ACTION ITEM: Copy the records exactly, every one of them.

** Opening RECORDS FOR THE TASK block **

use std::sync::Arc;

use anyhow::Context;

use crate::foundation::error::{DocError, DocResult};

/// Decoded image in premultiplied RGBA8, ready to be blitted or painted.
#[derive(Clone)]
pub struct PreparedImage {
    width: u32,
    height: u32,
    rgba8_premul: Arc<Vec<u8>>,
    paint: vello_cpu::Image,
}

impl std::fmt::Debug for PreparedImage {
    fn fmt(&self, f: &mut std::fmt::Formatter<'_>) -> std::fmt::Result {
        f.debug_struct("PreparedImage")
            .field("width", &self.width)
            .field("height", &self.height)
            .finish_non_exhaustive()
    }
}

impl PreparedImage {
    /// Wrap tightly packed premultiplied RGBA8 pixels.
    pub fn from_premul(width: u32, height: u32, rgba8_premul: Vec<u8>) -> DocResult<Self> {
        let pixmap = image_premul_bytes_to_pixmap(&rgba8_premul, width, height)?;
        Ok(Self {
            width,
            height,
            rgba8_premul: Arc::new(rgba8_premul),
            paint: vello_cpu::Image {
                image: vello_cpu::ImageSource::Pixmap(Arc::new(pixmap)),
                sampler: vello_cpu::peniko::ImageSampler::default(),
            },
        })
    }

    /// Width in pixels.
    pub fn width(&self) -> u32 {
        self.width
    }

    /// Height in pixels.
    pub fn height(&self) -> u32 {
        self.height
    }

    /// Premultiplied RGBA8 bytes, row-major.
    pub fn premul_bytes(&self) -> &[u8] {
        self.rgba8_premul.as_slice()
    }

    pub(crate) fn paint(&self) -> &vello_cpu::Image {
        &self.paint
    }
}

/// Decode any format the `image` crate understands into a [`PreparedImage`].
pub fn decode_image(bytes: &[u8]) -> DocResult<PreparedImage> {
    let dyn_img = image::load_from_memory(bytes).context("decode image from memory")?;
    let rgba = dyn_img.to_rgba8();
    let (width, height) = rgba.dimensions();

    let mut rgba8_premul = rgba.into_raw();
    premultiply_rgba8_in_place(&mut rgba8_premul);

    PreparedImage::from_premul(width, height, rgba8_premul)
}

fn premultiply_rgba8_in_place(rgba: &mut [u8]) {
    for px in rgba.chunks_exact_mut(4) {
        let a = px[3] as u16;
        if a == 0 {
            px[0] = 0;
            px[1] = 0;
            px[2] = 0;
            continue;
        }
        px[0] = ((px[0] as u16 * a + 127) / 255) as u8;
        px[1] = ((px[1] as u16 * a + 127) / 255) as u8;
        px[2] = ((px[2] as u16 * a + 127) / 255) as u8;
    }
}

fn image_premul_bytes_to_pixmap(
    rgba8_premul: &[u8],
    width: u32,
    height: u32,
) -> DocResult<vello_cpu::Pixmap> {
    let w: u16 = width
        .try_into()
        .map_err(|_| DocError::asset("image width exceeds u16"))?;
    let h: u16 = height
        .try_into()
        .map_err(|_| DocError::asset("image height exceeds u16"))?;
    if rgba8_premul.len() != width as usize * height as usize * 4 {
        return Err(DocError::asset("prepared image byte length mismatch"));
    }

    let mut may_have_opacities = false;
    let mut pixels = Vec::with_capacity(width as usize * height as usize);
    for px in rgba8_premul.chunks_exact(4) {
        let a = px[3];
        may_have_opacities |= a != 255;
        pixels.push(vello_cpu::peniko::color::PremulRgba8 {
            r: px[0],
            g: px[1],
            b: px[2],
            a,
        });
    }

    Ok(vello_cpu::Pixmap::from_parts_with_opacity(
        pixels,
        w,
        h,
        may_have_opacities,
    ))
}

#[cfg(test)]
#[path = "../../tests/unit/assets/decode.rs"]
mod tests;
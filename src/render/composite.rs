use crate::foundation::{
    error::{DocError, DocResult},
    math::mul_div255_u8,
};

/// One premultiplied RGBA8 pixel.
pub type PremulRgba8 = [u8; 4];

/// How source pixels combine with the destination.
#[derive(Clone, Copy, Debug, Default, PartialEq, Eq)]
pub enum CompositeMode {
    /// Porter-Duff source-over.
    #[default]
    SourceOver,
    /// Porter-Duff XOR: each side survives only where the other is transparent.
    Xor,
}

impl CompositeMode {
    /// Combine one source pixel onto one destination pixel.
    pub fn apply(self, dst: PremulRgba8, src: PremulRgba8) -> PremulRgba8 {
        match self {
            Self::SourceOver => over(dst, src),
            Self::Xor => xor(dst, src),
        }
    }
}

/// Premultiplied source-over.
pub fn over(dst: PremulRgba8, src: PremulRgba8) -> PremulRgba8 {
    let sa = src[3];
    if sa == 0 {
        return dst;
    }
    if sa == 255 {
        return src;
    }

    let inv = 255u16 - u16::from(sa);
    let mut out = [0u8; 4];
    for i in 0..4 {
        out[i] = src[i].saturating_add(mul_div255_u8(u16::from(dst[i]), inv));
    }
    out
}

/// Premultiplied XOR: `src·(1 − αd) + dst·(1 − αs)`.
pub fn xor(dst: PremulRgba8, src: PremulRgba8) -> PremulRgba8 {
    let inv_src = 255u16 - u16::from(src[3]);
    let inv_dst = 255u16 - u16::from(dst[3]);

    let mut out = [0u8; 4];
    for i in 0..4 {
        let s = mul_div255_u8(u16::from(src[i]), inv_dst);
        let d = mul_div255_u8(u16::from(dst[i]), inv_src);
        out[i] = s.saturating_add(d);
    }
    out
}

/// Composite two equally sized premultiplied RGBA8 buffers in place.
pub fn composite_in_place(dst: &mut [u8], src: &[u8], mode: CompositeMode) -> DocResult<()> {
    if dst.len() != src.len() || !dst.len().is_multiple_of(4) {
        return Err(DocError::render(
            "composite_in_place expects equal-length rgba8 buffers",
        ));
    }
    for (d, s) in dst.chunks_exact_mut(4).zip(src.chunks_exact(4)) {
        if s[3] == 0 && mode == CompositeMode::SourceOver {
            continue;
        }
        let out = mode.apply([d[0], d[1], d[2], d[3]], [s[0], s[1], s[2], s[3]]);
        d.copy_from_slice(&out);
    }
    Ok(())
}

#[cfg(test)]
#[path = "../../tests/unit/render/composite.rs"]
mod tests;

** Closing RECORDS FOR THE TASK block **

SOLUTION:
use std::sync::Arc;

use anyhow::Context;

use crate::foundation::error::{DocError, DocResult};

/// Decoded image in premultiplied RGBA8, ready to be blitted or painted.
#[derive(Clone)]
pub struct PreparedImage {
    width: u32,
    height: u32,
    rgba8_premul: Arc<Vec<u8>>,
    paint: vello_cpu::Image,
}

impl std::fmt::Debug for PreparedImage {
    fn fmt(&self, f: &mut std::fmt::Formatter<'_>) -> std::fmt::Result {
        f.debug_struct("PreparedImage")
            .field("width", &self.width)
            .field("height", &self.height)
            .finish_non_exhaustive()
    }
}

impl PreparedImage {
    /// Wrap tightly packed premultiplied RGBA8 pixels.
    pub fn from_premul(width: u32, height: u32, rgba8_premul: Vec<u8>) -> DocResult<Self> {
        let pixmap = image_premul_bytes_to_pixmap(&rgba8_premul, width, height)?;
        Ok(Self {
            width,
            height,
            rgba8_premul: Arc::new(rgba8_premul),
            paint: vello_cpu::Image {
                image: vello_cpu::ImageSource::Pixmap(Arc::new(pixmap)),
                sampler: vello_cpu::peniko::ImageSampler::default(),
            },
        })
    }

    /// Width in pixels.
    pub fn width(&self) -> u32 {
        self.width
    }

    /// Height in pixels.
    pub fn height(&self) -> u32 {
        self.height
    }

    /// Premultiplied RGBA8 bytes, row-major.
    pub fn premul_bytes(&self) -> &[u8] {
        self.rgba8_premul.as_slice()
    }

    pub(crate) fn paint(&self) -> &vello_cpu::Image {
        &self.paint
    }
}

/// Decode any format the `image` crate understands into a [`PreparedImage`].
pub fn decode_image(bytes: &[u8]) -> DocResult<PreparedImage> {
    let dyn_img = image::load_from_memory(bytes).context("decode image from memory")?;
    let rgba = dyn_img.to_rgba8();
    let (width, height) = rgba.dimensions();

    let mut rgba8_premul = rgba.into_raw();
    premultiply_rgba8_in_place(&mut rgba8_premul);

    PreparedImage::from_premul(width, height, rgba8_premul)
}

fn premultiply_rgba8_in_place(rgba: &mut [u8]) {
    for px in rgba.chunks_exact_mut(4) {
        let a = px[3] as u16;
        if a == 0 {
            px[0] = 0;
            px[1] = 0;
            px[2] = 0;
            continue;
        }
        px[0] = ((px[0] as u16 * a + 127) / 255) as u8;
        px[1] = ((px[1] as u16 * a + 127) / 255) as u8;
        px[2] = ((px[2] as u16 * a + 127) / 255) as u8;
    }
}

fn image_premul_bytes_to_pixmap(
    rgba8_premul: &[u8],
    width: u32,
    height: u32,
) -> DocResult<vello_cpu::Pixmap> {
    let w: u16 = width
        .try_into()
        .map_err(|_| DocError::asset("image width exceeds u16"))?;
    let h: u16 = height
        .try_into()
        .map_err(|_| DocError::asset("image height exceeds u16"))?;
    if rgba8_premul.len() != width as usize * height as usize * 4 {
        return Err(DocError::asset("prepared image byte length mismatch"));
    }

    let mut may_have_opacities = false;
    let mut pixels = Vec::with_capacity(width as usize * height as usize);
    for px in rgba8_premul.chunks_exact(4) {
        let a = px[3];
        may_have_opacities |= a != 255;
        pixels.push(vello_cpu::peniko::color::PremulRgba8 {
            r: px[0],
            g: px[1],
            b: px[2],
            a,
        });
    }

    Ok(vello_cpu::Pixmap::from_parts_with_opacity(
        pixels,
        w,
        h,
        may_have_opacities,
    ))
}

#[cfg(test)]
#[path = "../../tests/unit/assets/decode.rs"]
mod tests;
filename src/render/composite.rs
use crate::foundation::{
    error::{DocError, DocResult},
    math::mul_div255_u8,
};

/// One premultiplied RGBA8 pixel.
pub type PremulRgba8 = [u8; 4];

/// How source pixels combine with the destination.
#[derive(Clone, Copy, Debug, Default, PartialEq, Eq)]
pub enum CompositeMode {
    /// Porter-Duff source-over.
    #[default]
    SourceOver,
    /// Porter-Duff XOR: each side survives only where the other is transparent.
    Xor,
}

impl CompositeMode {
    /// Combine one source pixel onto one destination pixel.
    pub fn apply(self, dst: PremulRgba8, src: PremulRgba8) -> PremulRgba8 {
        match self {
            Self::SourceOver => over(dst, src),
            Self::Xor => xor(dst, src),
        }
    }
}

/// Premultiplied source-over.
pub fn over(dst: PremulRgba8, src: PremulRgba8) -> PremulRgba8 {
    let sa = src[3];
    if sa == 0 {
        return dst;
    }
    if sa == 255 {
        return src;
    }

    let inv = 255u16 - u16::from(sa);
    let mut out = [0u8; 4];
    for i in 0..4 {
        out[i] = src[i].saturating_add(mul_div255_u8(u16::from(dst[i]), inv));
    }
    out
}

/// Premultiplied XOR: `src·(1 − αd) + dst·(1 − αs)`.
pub fn xor(dst: PremulRgba8, src: PremulRgba8) -> PremulRgba8 {
    let inv_src = 255u16 - u16::from(src[3]);
    let inv_dst = 255u16 - u16::from(dst[3]);

    let mut out = [0u8; 4];
    for i in 0..4 {
        let s = mul_div255_u8(u16::from(src[i]), inv_dst);
        let d = mul_div255_u8(u16::from(dst[i]), inv_src);
        out[i] = s.saturating_add(d);
    }
    out
}

/// Composite two equally sized premultiplied RGBA8 buffers in place.
pub fn composite_in_place(dst: &mut [u8], src: &[u8], mode: CompositeMode) -> DocResult<()> {
    if dst.len() != src.len() || !dst.len().is_multiple_of(4) {
        return Err(DocError::render(
            "composite_in_place expects equal-length rgba8 buffers",
        ));
    }
    for (d, s) in dst.chunks_exact_mut(4).zip(src.chunks_exact(4)) {
        if s[3] == 0 && mode == CompositeMode::SourceOver {
            continue;
        }
        let out = mode.apply([d[0], d[1], d[2], d[3]], [s[0], s[1], s[2], s[3]]);
        d.copy_from_slice(&out);
    }
    Ok(())
}

#[cfg(test)]
#[path = "../../tests/unit/render/composite.rs"]
mod tests;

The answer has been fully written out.